Num dos últimos comícios de Fernando Haddad, no segundo turno das eleições, no palco erguido em frente aos Arcos da Lapa, convidado para participar do evento, o rapper Mano Brown entoou a seguinte crítica: “Deixou de entender o povão, já era. Se é Partido dos Trabalhadores, tem que entender o que o povo quer. Se não sabe, volta pra base e vai procurar entender”. Em entrevistas divulgadas no youtube, Brown afirma que a esquerda não deu a devida atenção à demanda popular por segurança.

Além do candidato de ultradireita que venceu a eleição presidencial, os governadores eleitos em inúmeros Estados, como os de São Paulo, Rio de Janeiro e Minas Gerais, sustentaram o mesmo “discurso do extermínio”, prometendo que suas polícias atirariam nos bandidos para matar. Segundo o cientista político Benoni Belli, uma grande parte da sociedade defende que a solução final, a aniquilação dos criminosos, é o único recurso eficaz contra o crescimento da criminalidade.    

Em suas pesquisas, a socióloga Angelina Peralva ressalta que a violência no Brasil se acentuou no período pós-ditatorial. Com o advento da democracia, os índices de criminalidade aumentam e a violência se diversifica. Nos anos 80 e 90, o país registra uma série de chacinas e massacres. Em larga medida, o Estado é o responsável direto por essa situação, assumindo uma diretriz extremamente violenta ou perdendo o controle hierárquico sobre as bases da segurança pública.

Não foi a democracia, propriamente, que provocou o aumento da criminalidade     e da violência. Ao contrário, para Peralva, esse fenômeno tem como causa principal a crescente ausência do Estado Democrático de Direito, especialmente, nas periferias e nas comunidades mais carentes das grandes cidades. Para a socióloga, a população pobre vive num “déficit de Estado”, ou seja, déficit de um aparelho policial e judiciário modernos e eficazes. Além da violência policial “oficial”, nesses lugares, desenvolve-se uma espécie de privatização da profissão, transformando muitos agentes policiais em “portadores da morte”.

Há muito tempo, o “déficit de Estado” faz parte da realidade das favelas e comunidades do Rio de Janeiro. Os sociólogos Filippina Chinelli e Luiz Antônio Machado da Silva argumentam que um “vazio da ordem” está por trás da tolerância do Estado com relação à prática ilegal do jogo de bicho. Para os sociólogos, é justamente nas favelas e nas comunidades carentes que os grandes banqueiros do jogo do bicho organizam sua estrutura de poder. Além de financiarem as escolas de samba, eles promovem atividades assistencialistas.
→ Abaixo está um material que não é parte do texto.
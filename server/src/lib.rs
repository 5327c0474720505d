//! # Filmorate Server
//!
//! Wires configuration, storage selection, metrics and the HTTP router into a
//! runnable process. The binary in `main.rs` only loads `.env`, installs
//! tracing and calls [`app::run`].

pub mod app;
pub mod config;
pub mod metrics;

pub use config::{Config, ConfigError, StorageBackend};
pub use metrics::MetricsError;
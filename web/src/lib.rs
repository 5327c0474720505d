//! Axum HTTP surface for Filmorate.
//!
//! Handlers are thin: they extract input, call a service from
//! `filmorate-core`, and map the result to JSON. All domain errors become
//! [`AppError`] responses with a `{code, message}` body.
//!
//! # Architecture
//!
//! ```text
//! ┌─────────────────────────────────────────┐
//! │         HTTP shell (Axum)               │  ← JSON, path/query parsing
//! │  - correlation IDs, tracing, metrics    │  ← error → status mapping
//! ├─────────────────────────────────────────┤
//! │         Services (filmorate-core)       │
//! │  - validation, existence checks         │
//! │  - storage through injected traits      │
//! └─────────────────────────────────────────┘
//! ```
//!
//! # Example
//!
//! ```no_run
//! use filmorate_core::environment::SystemClock;
//! use filmorate_core::memory::InMemoryStorage;
//! use filmorate_core::service::Services;
//! use filmorate_web::{AppState, router};
//! use std::sync::Arc;
//!
//! let services = Services::new(InMemoryStorage::new().into_storage(), Arc::new(SystemClock));
//! let app = router(AppState::new(services));
//! ```

#![forbid(unsafe_code)]
#![warn(missing_docs, clippy::pedantic)]
#![allow(clippy::module_name_repetitions)]

pub mod error;
pub mod extractors;
pub mod handlers;
pub mod middleware;
pub mod routes;
pub mod state;

// Re-export key types for convenience
pub use error::AppError;
pub use middleware::{CORRELATION_ID_HEADER, track_request};
pub use routes::router;
pub use state::AppState;

/// Result type alias for web handlers.
pub type WebResult<T> = Result<T, AppError>;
Desse modo, esses banqueiros ganham o respeito dos moradores das comunidades e dos políticos que precisam dos seus votos.
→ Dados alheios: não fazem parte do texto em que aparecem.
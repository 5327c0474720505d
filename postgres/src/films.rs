//! Film records and their genres.

use crate::{PostgresStorage, db_error, sql_limit};
use chrono::NaiveDate;
use filmorate_core::model::{Film, FilmId, Genre, GenreId, Mpa};
use filmorate_core::storage::{FilmStorage, StorageFuture};
use filmorate_core::{FilmorateError, Result};
use sqlx::{Postgres, Transaction};
use std::collections::BTreeMap;

#[derive(sqlx::FromRow)]
struct FilmRow {
    id: i64,
    name: String,
    description: String,
    release_date: NaiveDate,
    duration: i32,
    rate: i32,
    mpa_id: i64,
    mpa_name: String,
}

#[derive(sqlx::FromRow)]
struct FilmGenreRow {
    film_id: i64,
    genre_id: i64,
    genre_name: String,
}

const SELECT_FILM_BY_ID: &str = r"
    SELECT f.id, f.name, f.description, f.release_date, f.duration, f.rate,
           f.mpa_id, m.name AS mpa_name
    FROM films f
    JOIN mpa m ON m.id = f.mpa_id
    WHERE f.id = $1
";

const SELECT_ALL_FILMS: &str = r"
    SELECT f.id, f.name, f.description, f.release_date, f.duration, f.rate,
           f.mpa_id, m.name AS mpa_name
    FROM films f
    JOIN mpa m ON m.id = f.mpa_id
    ORDER BY f.id
";

const SELECT_POPULAR_FILMS: &str = r"
    SELECT f.id, f.name, f.description, f.release_date, f.duration, f.rate,
           f.mpa_id, m.name AS mpa_name
    FROM films f
    JOIN mpa m ON m.id = f.mpa_id
    ORDER BY f.rate DESC, f.id
    LIMIT $1
";

impl PostgresStorage {
    /// Attach genres to film rows, keeping the row order.
    async fn hydrate(&self, rows: Vec<FilmRow>) -> Result<Vec<Film>> {
        if rows.is_empty() {
            return Ok(Vec::new());
        }
        let ids: Vec<i64> = rows.iter().map(|row| row.id).collect();

        let genre_rows: Vec<FilmGenreRow> = sqlx::query_as(
            r"
            SELECT fg.film_id, g.id AS genre_id, g.name AS genre_name
            FROM film_genres fg
            JOIN genres g ON g.id = fg.genre_id
            WHERE fg.film_id = ANY($1)
            ORDER BY fg.film_id, g.id
            ",
        )
        .bind(ids)
        .fetch_all(&self.pool)
        .await
        .map_err(db_error("load film genres"))?;

        let mut genres: BTreeMap<i64, Vec<Genre>> = BTreeMap::new();
        for row in genre_rows {
            genres
                .entry(row.film_id)
                .or_default()
                .push(Genre::new(row.genre_id, row.genre_name));
        }

        Ok(rows
            .into_iter()
            .map(|row| {
                let film_genres = genres.remove(&row.id).unwrap_or_default();
                Film::new(
                    row.name,
                    row.description,
                    row.release_date,
                    row.duration,
                    Mpa::new(row.mpa_id, row.mpa_name),
                )
                .with_rate(row.rate)
                .with_genres(film_genres)
                .with_id(FilmId::new(row.id))
            })
            .collect())
    }

    async fn load_film(&self, id: FilmId) -> Result<Option<Film>> {
        let row: Option<FilmRow> = sqlx::query_as(SELECT_FILM_BY_ID)
            .bind(id.get())
            .fetch_optional(&self.pool)
            .await
            .map_err(db_error("load film"))?;

        Ok(self.hydrate(row.into_iter().collect()).await?.pop())
    }

    async fn load_films(&self) -> Result<Vec<Film>> {
        let rows: Vec<FilmRow> = sqlx::query_as(SELECT_ALL_FILMS)
            .fetch_all(&self.pool)
            .await
            .map_err(db_error("list films"))?;
        self.hydrate(rows).await
    }

    pub(crate) async fn load_popular(&self, limit: usize) -> Result<Vec<Film>> {
        let rows: Vec<FilmRow> = sqlx::query_as(SELECT_POPULAR_FILMS)
            .bind(sql_limit(limit))
            .fetch_all(&self.pool)
            .await
            .map_err(db_error("rank films"))?;
        self.hydrate(rows).await
    }

    async fn insert_film(&self, film: Film) -> Result<Film> {
        let mut tx = self.pool.begin().await.map_err(db_error("begin transaction"))?;

        let id: i64 = sqlx::query_scalar(
            r"
            INSERT INTO films (name, description, release_date, duration, rate, mpa_id)
            VALUES ($1, $2, $3, $4, $5, $6)
            RETURNING id
            ",
        )
        .bind(&film.name)
        .bind(&film.description)
        .bind(film.release_date)
        .bind(film.duration)
        .bind(film.rate)
        .bind(film.mpa.id.get())
        .fetch_one(&mut *tx)
        .await
        .map_err(db_error("insert film"))?;

        insert_genres(&mut tx, id, &film.genre_ids()).await?;
        tx.commit().await.map_err(db_error("commit film"))?;

        self.load_film(FilmId::new(id))
            .await?
            .ok_or_else(|| FilmorateError::storage("inserted film could not be read back"))
    }

    async fn replace_film(&self, id: FilmId, film: Film) -> Result<Option<Film>> {
        let mut tx = self.pool.begin().await.map_err(db_error("begin transaction"))?;

        let updated = sqlx::query(
            r"
            UPDATE films
            SET name = $2, description = $3, release_date = $4,
                duration = $5, rate = $6, mpa_id = $7
            WHERE id = $1
            ",
        )
        .bind(id.get())
        .bind(&film.name)
        .bind(&film.description)
        .bind(film.release_date)
        .bind(film.duration)
        .bind(film.rate)
        .bind(film.mpa.id.get())
        .execute(&mut *tx)
        .await
        .map_err(db_error("update film"))?
        .rows_affected();

        if updated == 0 {
            return Ok(None);
        }

        sqlx::query("DELETE FROM film_genres WHERE film_id = $1")
            .bind(id.get())
            .execute(&mut *tx)
            .await
            .map_err(db_error("clear film genres"))?;
        insert_genres(&mut tx, id.get(), &film.genre_ids()).await?;
        tx.commit().await.map_err(db_error("commit film"))?;

        self.load_film(id).await
    }

    async fn delete_film(&self, id: FilmId) -> Result<Option<Film>> {
        let Some(film) = self.load_film(id).await? else {
            return Ok(None);
        };

        let deleted = sqlx::query("DELETE FROM films WHERE id = $1")
            .bind(id.get())
            .execute(&self.pool)
            .await
            .map_err(db_error("delete film"))?
            .rows_affected();

        Ok((deleted > 0).then_some(film))
    }

    async fn film_exists(&self, id: FilmId) -> Result<bool> {
        sqlx::query_scalar("SELECT EXISTS (SELECT 1 FROM films WHERE id = $1)")
            .bind(id.get())
            .fetch_one(&self.pool)
            .await
            .map_err(db_error("check film"))
    }
}

async fn insert_genres(
    tx: &mut Transaction<'_, Postgres>,
    film_id: i64,
    genres: &[GenreId],
) -> Result<()> {
    if genres.is_empty() {
        return Ok(());
    }
    let ids: Vec<i64> = genres.iter().map(|genre| genre.get()).collect();

    sqlx::query(
        r"
        INSERT INTO film_genres (film_id, genre_id)
        SELECT $1, UNNEST($2::BIGINT[])
        ON CONFLICT DO NOTHING
        ",
    )
    .bind(film_id)
    .bind(ids)
    .execute(&mut **tx)
    .await
    .map_err(db_error("insert film genres"))?;
    Ok(())
}

impl FilmStorage for PostgresStorage {
    fn add(&self, film: Film) -> StorageFuture<'_, Film> {
        Box::pin(self.insert_film(film))
    }

    fn update(&self, id: FilmId, film: Film) -> StorageFuture<'_, Option<Film>> {
        Box::pin(self.replace_film(id, film))
    }

    fn get(&self, id: FilmId) -> StorageFuture<'_, Option<Film>> {
        Box::pin(self.load_film(id))
    }

    fn list(&self) -> StorageFuture<'_, Vec<Film>> {
        Box::pin(self.load_films())
    }

    fn remove(&self, id: FilmId) -> StorageFuture<'_, Option<Film>> {
        Box::pin(self.delete_film(id))
    }

    fn exists(&self, id: FilmId) -> StorageFuture<'_, bool> {
        Box::pin(self.film_exists(id))
    }
}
Nas últimas décadas, esse espaço tem sido dividido com as mais diversas facções do crime organizado e com as milícias. A estrutura de poder formada pelos banqueiros do jogo do bicho continua funcionando. O Estado, representado pela polícia, políticos e judiciário, parece respeitar esse “vazio da ordem”. Além de manterem as práticas assistencialistas criadas pelo jogo do bicho, as facções e as milícias privatizaram os serviços de segurança nas comunidades.

Num conjunto de reportagens publicado em 16 de dezembro de 2006, a FOLHA DE SÃO PAULO mostra que as milícias do Rio de Janeiro impõem o terror aos moradores das comunidades. Por outro lado, algumas milícias prometem a mesma segurança dos condomínios. Suas atividades parecem ter o aval dos agentes policiais que atuam nas comunidades. Entrevistada pelo jornal, a antropóloga Jacquelina Muniz afirma que o vigilantismo miliciano é o sinal da falência da segurança pública.   
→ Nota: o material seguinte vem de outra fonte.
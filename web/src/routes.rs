//! Router assembly.

use crate::handlers::{films, health, reference, users};
use crate::middleware::track_request;
use crate::state::AppState;
use axum::{
    Router, middleware,
    routing::{get, put},
};
use tower_http::trace::TraceLayer;

/// Build the full HTTP API over `state`.
///
/// Every route runs under the tracing and correlation-ID layers.
pub fn router(state: AppState) -> Router {
    Router::new()
        .route("/health", get(health::health_check))
        .route(
            "/films",
            get(films::list_films)
                .post(films::create_film)
                .put(films::update_film),
        )
        .route("/films/popular", get(films::popular_films))
        .route(
            "/films/:id",
            get(films::get_film).delete(films::delete_film),
        )
        .route("/films/:id/likes", get(films::list_likes))
        .route(
            "/films/:id/like/:user_id",
            put(films::add_like).delete(films::remove_like),
        )
        .route(
            "/users",
            get(users::list_users)
                .post(users::create_user)
                .put(users::update_user),
        )
        .route(
            "/users/:id",
            get(users::get_user).delete(users::delete_user),
        )
        .route("/users/:id/friends", get(users::list_friends))
        .route(
            "/users/:id/friends/:friend_id",
            put(users::add_friend).delete(users::remove_friend),
        )
        .route(
            "/users/:id/friends/common/:other_id",
            get(users::common_friends),
        )
        .route("/genres", get(reference::list_genres))
        .route("/genres/:id", get(reference::get_genre))
        .route("/mpa", get(reference::list_mpa))
        .route("/mpa/:id", get(reference::get_mpa))
        .layer(TraceLayer::new_for_http())
        .layer(middleware::from_fn(track_request))
        .with_state(state)
}
//! Prometheus metrics for observability and monitoring.
//!
//! Counters recorded across the workspace:
//! - `filmorate.films.created`, `filmorate.users.created`
//! - `filmorate.likes` and `filmorate.friendships`, labelled by `op`
//! - `filmorate.http.requests`, labelled by `method` and `status`
//!
//! [`install`] registers the descriptions and the Prometheus recorder;
//! [`metrics_router`] serves the scrape endpoint.

use axum::{Router, extract::State, routing::get};
use metrics::describe_counter;
use metrics_exporter_prometheus::{PrometheusBuilder, PrometheusHandle};
use thiserror::Error;

/// Errors from metrics operations.
#[derive(Error, Debug)]
pub enum MetricsError {
    /// Failed to install metrics exporter
    #[error("Failed to install metrics exporter: {0}")]
    Install(String),
}

/// Install the Prometheus recorder as the global `metrics` recorder.
///
/// # Errors
///
/// Returns [`MetricsError::Install`] if another recorder is already installed.
pub fn install() -> Result<PrometheusHandle, MetricsError> {
    let handle = PrometheusBuilder::new()
        .install_recorder()
        .map_err(|e| MetricsError::Install(e.to_string()))?;

    register_metrics();
    tracing::info!("Metrics recorder installed - available at /metrics");
    Ok(handle)
}

/// Register all metric descriptions.
fn register_metrics() {
    describe_counter!("filmorate.films.created", "Films created");
    describe_counter!("filmorate.users.created", "Users created");
    describe_counter!("filmorate.likes", "Likes added and removed, by op");
    describe_counter!(
        "filmorate.friendships",
        "Friendships added and removed, by op"
    );
    describe_counter!(
        "filmorate.http.requests",
        "HTTP requests served, by method and status"
    );
}

/// Router serving `GET /metrics` in the Prometheus text format.
pub fn metrics_router(handle: PrometheusHandle) -> Router {
    Router::new()
        .route("/metrics", get(render))
        .with_state(handle)
}

#[allow(clippy::unused_async)]
async fn render(State(handle): State<PrometheusHandle>) -> String {
    handle.render()
}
Com todos esses dados, por que milhões de brasileiros votaram em policiais, políticos e juízes que sustentam o “discurso do extermínio”? O “déficit de Estado” gera um sentimento de insegurança. Pior ainda, a conivência ou a participação dos agentes públicos em crimes e práticas arbitrárias e violentas criam um sentimento de desamparo. Em maior ou menor grau, o “déficit de Estado” se espalhou por todas as regiões das grandes cidades. A defesa da solução final, da aniquilação dos criminosos ou de quem quer que possa se opor a mim, parece ser, ao mesmo tempo, a consequência e a aceitação desse “déficit de Estado”.   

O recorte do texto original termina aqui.